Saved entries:
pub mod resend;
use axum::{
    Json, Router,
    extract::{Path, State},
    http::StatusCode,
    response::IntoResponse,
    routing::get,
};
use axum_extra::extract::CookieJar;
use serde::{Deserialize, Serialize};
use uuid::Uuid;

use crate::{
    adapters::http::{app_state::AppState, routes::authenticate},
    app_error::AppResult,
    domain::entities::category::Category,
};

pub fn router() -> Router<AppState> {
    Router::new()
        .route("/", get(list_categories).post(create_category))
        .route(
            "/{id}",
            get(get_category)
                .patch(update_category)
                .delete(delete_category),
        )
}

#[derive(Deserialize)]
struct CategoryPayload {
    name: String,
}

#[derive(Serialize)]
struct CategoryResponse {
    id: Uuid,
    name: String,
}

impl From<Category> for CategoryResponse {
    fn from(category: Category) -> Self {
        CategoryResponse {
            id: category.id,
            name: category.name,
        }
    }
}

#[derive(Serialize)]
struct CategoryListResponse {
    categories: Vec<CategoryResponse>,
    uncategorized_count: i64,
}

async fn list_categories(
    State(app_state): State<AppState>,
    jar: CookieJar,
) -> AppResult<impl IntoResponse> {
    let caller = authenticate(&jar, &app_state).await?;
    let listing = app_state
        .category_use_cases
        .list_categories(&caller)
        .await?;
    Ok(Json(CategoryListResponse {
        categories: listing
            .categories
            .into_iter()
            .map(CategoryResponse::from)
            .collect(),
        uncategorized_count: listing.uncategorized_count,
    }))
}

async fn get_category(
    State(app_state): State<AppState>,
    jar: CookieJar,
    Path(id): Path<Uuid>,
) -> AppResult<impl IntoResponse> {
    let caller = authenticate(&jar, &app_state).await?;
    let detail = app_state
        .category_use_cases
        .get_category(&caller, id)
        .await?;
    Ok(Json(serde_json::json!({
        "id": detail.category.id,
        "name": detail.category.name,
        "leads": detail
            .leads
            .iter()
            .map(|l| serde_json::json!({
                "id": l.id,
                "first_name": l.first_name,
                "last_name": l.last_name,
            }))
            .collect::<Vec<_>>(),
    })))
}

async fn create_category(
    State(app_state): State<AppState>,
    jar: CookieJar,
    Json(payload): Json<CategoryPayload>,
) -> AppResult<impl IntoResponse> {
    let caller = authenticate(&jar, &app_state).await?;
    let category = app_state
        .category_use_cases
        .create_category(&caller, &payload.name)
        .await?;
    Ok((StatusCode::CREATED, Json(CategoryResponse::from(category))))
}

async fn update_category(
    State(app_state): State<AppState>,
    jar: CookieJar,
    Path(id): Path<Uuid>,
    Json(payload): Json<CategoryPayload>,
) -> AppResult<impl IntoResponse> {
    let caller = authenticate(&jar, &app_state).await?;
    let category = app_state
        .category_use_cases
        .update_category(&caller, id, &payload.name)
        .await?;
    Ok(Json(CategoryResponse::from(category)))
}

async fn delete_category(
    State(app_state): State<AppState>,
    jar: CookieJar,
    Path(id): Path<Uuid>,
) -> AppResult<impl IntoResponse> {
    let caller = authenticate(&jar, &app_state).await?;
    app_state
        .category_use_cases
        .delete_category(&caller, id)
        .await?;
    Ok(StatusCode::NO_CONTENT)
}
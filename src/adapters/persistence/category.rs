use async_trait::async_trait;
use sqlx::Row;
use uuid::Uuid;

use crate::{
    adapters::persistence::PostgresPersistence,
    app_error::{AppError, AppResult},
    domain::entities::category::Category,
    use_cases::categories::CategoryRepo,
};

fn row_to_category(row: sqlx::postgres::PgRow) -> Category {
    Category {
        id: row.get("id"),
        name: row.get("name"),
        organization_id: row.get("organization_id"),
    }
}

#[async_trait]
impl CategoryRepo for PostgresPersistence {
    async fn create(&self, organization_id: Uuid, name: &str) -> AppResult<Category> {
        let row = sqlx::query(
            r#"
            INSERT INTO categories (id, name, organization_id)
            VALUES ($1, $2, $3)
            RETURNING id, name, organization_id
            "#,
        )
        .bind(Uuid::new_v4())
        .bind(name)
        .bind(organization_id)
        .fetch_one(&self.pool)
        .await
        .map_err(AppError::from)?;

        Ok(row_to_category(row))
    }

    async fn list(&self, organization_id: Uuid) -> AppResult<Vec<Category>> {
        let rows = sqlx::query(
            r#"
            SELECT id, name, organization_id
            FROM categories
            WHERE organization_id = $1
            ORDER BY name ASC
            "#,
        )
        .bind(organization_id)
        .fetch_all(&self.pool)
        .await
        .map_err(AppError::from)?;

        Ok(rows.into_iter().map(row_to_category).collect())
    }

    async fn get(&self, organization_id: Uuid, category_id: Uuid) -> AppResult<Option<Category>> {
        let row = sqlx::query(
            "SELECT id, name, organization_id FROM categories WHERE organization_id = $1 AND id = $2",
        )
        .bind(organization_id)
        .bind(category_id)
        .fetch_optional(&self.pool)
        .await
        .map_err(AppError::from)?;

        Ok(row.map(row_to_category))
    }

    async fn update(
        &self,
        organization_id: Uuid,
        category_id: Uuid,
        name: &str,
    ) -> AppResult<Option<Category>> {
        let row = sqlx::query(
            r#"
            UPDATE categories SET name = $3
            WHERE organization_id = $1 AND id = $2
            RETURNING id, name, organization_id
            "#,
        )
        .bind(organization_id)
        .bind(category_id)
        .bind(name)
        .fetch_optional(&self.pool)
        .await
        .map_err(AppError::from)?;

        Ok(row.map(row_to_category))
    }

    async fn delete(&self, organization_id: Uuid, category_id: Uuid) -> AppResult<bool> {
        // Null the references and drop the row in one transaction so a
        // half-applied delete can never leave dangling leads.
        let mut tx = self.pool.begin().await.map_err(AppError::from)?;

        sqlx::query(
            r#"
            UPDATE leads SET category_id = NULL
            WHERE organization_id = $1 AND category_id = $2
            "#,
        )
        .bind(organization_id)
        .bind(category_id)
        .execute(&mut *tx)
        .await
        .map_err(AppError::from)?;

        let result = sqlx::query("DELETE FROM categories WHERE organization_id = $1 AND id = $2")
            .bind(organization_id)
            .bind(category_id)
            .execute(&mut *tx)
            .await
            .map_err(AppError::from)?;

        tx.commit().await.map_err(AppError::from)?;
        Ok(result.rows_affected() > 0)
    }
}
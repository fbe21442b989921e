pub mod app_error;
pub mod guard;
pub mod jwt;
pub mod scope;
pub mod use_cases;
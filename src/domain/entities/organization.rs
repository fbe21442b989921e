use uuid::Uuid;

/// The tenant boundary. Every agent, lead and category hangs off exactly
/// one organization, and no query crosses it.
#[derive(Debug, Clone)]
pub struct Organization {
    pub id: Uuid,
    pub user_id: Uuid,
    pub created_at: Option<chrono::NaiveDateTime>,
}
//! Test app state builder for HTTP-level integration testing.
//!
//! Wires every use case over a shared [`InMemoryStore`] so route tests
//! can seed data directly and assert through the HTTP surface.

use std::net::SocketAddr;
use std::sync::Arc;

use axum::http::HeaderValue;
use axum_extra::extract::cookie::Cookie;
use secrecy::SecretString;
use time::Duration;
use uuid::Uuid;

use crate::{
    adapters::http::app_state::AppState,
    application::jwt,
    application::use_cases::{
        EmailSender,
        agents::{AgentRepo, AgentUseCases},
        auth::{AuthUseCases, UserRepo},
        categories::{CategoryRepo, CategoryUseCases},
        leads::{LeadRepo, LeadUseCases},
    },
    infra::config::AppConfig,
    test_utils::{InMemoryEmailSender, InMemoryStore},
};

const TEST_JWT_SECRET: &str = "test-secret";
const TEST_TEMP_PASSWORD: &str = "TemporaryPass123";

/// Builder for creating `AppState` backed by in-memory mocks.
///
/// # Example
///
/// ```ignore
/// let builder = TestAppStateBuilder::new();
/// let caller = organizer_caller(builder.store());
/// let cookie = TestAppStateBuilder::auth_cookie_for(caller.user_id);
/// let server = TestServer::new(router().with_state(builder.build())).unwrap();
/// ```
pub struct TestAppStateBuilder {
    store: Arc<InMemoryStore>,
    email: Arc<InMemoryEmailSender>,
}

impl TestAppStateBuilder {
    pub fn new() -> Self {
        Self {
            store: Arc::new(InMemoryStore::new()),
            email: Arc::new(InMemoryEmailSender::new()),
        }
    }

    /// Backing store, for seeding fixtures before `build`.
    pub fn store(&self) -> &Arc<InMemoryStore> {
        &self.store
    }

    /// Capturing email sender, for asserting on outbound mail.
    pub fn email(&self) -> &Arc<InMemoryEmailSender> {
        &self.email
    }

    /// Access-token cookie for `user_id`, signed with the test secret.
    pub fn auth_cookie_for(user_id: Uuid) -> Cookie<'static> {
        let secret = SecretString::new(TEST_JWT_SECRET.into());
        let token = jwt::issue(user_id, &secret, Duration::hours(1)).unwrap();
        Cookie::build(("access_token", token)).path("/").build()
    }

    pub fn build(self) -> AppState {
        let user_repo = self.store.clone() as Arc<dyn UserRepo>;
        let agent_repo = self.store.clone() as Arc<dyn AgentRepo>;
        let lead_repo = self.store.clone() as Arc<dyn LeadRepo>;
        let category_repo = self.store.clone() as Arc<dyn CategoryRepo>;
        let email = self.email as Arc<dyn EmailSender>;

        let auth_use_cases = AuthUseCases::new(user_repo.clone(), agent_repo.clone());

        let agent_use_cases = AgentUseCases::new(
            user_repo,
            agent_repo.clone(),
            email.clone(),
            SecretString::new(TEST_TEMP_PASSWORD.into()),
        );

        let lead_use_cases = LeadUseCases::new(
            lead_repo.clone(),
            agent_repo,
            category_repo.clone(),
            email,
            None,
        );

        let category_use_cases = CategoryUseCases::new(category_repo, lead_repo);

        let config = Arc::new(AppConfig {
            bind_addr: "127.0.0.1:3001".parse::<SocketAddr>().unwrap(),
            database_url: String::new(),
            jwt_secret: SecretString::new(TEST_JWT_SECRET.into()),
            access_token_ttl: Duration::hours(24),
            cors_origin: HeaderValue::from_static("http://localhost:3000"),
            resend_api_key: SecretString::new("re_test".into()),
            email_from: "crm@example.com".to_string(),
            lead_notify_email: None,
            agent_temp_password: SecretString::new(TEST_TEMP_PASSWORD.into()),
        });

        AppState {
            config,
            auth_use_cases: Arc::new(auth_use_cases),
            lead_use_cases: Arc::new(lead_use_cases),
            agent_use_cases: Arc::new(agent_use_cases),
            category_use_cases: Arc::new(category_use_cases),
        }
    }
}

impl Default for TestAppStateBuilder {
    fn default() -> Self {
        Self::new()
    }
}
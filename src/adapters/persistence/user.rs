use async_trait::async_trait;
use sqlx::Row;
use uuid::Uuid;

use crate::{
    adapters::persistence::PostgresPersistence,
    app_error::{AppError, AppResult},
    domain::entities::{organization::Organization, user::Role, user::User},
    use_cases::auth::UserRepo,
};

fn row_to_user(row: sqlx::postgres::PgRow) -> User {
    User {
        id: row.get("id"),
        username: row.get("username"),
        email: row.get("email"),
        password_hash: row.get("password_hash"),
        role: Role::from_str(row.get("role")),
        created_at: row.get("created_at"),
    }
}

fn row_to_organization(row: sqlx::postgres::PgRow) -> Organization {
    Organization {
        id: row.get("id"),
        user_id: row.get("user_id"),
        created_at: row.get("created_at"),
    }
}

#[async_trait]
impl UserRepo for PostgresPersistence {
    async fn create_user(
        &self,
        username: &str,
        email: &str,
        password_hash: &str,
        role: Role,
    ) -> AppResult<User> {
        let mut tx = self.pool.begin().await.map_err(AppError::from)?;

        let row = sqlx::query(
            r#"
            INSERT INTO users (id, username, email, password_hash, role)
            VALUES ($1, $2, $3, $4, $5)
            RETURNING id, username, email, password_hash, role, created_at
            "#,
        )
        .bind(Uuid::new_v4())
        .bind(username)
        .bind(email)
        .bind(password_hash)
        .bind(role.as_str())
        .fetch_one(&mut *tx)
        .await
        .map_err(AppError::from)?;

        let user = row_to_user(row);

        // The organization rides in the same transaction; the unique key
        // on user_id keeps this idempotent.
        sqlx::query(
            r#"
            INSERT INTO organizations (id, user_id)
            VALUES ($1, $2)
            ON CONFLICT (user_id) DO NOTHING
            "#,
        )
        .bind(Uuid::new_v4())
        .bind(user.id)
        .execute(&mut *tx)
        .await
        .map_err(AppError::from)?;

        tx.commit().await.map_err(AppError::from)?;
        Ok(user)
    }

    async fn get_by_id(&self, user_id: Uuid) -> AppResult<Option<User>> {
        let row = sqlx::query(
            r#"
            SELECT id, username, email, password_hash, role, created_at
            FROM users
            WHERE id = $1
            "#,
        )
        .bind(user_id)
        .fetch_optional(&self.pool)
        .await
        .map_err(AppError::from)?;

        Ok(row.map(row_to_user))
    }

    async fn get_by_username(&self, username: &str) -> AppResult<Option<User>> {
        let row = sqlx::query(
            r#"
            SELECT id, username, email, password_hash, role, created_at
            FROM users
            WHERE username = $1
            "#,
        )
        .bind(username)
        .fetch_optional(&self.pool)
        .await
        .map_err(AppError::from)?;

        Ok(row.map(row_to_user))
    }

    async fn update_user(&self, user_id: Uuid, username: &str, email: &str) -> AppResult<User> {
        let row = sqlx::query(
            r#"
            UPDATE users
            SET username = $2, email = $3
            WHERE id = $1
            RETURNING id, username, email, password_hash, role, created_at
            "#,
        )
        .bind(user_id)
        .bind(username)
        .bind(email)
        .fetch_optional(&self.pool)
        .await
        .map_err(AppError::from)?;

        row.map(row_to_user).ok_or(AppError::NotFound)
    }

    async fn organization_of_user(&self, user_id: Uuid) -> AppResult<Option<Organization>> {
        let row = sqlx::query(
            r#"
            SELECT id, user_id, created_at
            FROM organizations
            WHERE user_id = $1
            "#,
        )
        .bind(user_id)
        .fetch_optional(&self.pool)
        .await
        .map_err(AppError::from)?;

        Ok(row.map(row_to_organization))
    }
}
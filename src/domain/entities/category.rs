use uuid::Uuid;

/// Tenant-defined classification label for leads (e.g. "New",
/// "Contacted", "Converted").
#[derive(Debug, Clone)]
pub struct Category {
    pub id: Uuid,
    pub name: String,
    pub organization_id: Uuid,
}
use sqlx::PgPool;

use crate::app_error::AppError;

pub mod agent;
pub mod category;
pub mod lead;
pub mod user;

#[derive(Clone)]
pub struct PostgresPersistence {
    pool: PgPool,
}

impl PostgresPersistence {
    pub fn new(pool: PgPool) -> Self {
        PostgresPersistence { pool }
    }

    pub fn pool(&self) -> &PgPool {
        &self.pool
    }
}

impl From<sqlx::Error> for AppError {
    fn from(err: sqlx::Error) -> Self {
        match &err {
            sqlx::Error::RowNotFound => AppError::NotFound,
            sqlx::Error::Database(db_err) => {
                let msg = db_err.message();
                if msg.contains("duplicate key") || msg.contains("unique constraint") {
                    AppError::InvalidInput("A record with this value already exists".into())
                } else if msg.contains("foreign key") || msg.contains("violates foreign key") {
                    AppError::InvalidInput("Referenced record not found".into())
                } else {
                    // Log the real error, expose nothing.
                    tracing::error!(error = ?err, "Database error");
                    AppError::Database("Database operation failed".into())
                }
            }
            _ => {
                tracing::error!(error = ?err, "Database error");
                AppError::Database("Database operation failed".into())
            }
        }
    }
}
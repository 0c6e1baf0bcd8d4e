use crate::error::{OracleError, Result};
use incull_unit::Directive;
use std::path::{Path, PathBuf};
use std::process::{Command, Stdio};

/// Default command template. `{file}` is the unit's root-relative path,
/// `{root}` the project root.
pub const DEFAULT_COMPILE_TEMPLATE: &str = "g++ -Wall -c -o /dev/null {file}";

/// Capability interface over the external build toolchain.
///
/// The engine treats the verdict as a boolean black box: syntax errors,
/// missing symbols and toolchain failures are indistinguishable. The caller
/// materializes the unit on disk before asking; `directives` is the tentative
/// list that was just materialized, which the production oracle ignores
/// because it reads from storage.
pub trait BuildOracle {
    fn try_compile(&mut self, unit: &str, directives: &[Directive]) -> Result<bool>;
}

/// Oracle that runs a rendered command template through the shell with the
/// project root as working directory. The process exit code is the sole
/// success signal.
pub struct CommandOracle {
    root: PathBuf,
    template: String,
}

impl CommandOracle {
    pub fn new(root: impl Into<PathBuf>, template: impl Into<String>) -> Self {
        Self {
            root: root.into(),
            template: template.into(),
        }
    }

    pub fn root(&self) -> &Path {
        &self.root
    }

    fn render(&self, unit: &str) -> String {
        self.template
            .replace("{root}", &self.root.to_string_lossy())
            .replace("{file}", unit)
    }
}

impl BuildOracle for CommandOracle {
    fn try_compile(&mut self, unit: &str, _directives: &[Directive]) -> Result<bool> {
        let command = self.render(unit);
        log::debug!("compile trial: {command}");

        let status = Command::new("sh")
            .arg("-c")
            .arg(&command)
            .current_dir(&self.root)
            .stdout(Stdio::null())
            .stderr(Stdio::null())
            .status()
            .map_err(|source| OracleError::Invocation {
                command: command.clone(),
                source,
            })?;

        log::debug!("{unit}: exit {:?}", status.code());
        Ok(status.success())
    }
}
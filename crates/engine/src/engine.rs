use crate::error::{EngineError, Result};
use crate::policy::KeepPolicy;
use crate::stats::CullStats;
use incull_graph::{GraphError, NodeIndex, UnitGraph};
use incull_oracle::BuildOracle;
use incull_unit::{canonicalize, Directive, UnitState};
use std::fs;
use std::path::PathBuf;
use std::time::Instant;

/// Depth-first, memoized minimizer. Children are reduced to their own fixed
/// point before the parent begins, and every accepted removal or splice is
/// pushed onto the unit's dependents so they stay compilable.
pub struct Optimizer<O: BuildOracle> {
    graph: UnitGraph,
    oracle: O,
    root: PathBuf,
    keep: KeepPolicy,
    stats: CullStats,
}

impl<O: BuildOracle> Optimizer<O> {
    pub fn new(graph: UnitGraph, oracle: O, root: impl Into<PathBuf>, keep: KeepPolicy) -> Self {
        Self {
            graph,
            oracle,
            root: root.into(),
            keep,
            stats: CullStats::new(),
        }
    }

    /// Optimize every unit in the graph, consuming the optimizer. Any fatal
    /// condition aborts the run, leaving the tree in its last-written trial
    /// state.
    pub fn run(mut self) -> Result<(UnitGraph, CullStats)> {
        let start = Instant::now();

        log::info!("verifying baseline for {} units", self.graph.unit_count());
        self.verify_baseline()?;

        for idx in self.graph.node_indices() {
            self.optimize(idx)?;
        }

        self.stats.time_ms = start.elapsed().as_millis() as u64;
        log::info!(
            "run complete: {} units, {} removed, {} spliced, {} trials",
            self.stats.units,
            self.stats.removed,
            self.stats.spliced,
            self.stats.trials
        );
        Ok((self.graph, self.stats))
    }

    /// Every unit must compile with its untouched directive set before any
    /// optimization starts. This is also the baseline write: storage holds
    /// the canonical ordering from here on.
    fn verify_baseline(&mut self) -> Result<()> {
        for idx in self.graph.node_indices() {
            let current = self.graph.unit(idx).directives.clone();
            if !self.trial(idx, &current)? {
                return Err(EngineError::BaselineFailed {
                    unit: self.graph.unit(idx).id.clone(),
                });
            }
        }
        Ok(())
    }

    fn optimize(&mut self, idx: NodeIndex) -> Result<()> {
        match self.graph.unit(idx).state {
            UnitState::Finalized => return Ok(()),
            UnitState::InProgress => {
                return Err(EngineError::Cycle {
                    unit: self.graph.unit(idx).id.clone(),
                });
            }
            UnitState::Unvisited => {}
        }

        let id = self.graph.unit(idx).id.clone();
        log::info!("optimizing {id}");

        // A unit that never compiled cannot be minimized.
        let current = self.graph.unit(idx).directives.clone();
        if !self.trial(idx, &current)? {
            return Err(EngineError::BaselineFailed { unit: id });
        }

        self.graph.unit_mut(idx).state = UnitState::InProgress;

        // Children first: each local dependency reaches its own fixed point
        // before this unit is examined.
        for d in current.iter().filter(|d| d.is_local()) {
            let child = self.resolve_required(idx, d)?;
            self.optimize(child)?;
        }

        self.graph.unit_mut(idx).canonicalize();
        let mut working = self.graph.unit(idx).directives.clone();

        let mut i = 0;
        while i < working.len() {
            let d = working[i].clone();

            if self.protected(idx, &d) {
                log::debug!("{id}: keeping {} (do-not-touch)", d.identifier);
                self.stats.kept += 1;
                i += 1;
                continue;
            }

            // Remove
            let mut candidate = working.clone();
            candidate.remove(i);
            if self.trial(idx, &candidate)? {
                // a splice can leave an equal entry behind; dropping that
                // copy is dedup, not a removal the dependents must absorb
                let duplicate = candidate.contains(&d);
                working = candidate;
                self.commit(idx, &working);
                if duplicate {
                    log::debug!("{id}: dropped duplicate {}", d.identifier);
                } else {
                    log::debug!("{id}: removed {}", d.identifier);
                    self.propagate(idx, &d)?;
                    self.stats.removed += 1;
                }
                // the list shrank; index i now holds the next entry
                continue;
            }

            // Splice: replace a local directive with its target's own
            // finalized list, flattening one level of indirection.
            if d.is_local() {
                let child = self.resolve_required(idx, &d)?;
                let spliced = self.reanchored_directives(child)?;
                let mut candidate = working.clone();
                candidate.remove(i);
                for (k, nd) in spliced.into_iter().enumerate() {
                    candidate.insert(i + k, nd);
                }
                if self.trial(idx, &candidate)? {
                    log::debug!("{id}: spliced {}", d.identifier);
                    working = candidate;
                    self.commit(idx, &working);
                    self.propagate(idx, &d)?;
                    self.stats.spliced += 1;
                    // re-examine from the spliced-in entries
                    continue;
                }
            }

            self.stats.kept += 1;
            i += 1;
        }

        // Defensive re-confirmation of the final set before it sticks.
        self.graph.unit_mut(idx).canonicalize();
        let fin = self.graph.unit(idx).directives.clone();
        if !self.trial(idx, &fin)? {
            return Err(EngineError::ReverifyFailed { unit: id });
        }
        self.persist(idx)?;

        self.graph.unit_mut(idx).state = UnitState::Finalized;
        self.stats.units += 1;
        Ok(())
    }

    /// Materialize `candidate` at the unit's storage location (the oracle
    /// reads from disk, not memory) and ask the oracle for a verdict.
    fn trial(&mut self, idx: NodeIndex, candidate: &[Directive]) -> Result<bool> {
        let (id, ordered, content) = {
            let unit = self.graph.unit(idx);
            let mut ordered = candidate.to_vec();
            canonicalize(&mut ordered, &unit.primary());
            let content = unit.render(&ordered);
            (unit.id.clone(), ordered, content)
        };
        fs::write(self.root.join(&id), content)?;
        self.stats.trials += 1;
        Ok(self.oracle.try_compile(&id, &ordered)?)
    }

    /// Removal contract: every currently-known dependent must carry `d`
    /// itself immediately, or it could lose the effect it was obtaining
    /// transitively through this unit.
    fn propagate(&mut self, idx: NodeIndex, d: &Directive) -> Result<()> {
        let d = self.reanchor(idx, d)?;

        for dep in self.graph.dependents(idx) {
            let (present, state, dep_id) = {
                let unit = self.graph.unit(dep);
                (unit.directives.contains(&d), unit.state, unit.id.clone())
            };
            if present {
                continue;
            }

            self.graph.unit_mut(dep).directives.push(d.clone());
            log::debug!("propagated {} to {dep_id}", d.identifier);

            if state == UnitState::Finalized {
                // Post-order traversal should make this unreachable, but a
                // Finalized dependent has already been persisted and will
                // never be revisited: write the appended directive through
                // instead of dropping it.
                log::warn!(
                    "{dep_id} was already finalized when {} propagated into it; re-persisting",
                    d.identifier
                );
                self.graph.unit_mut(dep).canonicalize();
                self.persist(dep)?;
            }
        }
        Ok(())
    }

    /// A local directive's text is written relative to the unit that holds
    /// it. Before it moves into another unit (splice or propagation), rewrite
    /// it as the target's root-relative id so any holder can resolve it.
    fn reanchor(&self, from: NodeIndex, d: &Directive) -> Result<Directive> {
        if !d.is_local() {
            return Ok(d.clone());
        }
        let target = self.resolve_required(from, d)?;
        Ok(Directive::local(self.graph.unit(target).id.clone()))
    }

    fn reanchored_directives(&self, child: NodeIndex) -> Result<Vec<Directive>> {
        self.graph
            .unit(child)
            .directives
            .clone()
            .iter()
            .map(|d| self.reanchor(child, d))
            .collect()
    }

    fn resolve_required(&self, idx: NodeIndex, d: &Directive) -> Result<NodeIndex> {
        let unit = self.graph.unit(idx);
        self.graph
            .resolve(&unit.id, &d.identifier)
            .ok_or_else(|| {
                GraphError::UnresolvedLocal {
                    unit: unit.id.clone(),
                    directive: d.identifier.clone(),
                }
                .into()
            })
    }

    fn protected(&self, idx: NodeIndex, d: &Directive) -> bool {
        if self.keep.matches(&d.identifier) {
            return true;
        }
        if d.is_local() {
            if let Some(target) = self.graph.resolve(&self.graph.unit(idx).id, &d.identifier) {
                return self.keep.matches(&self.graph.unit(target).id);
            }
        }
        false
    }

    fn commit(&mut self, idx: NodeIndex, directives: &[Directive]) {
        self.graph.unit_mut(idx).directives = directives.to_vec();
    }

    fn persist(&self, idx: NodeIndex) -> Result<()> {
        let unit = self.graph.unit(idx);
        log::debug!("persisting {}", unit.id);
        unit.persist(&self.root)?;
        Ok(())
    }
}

### Assignment
All lines with the word "CommandOracle" need to be copied from the data above.

### Response
pub struct CommandOracle {
impl CommandOracle {
impl BuildOracle for CommandOracle {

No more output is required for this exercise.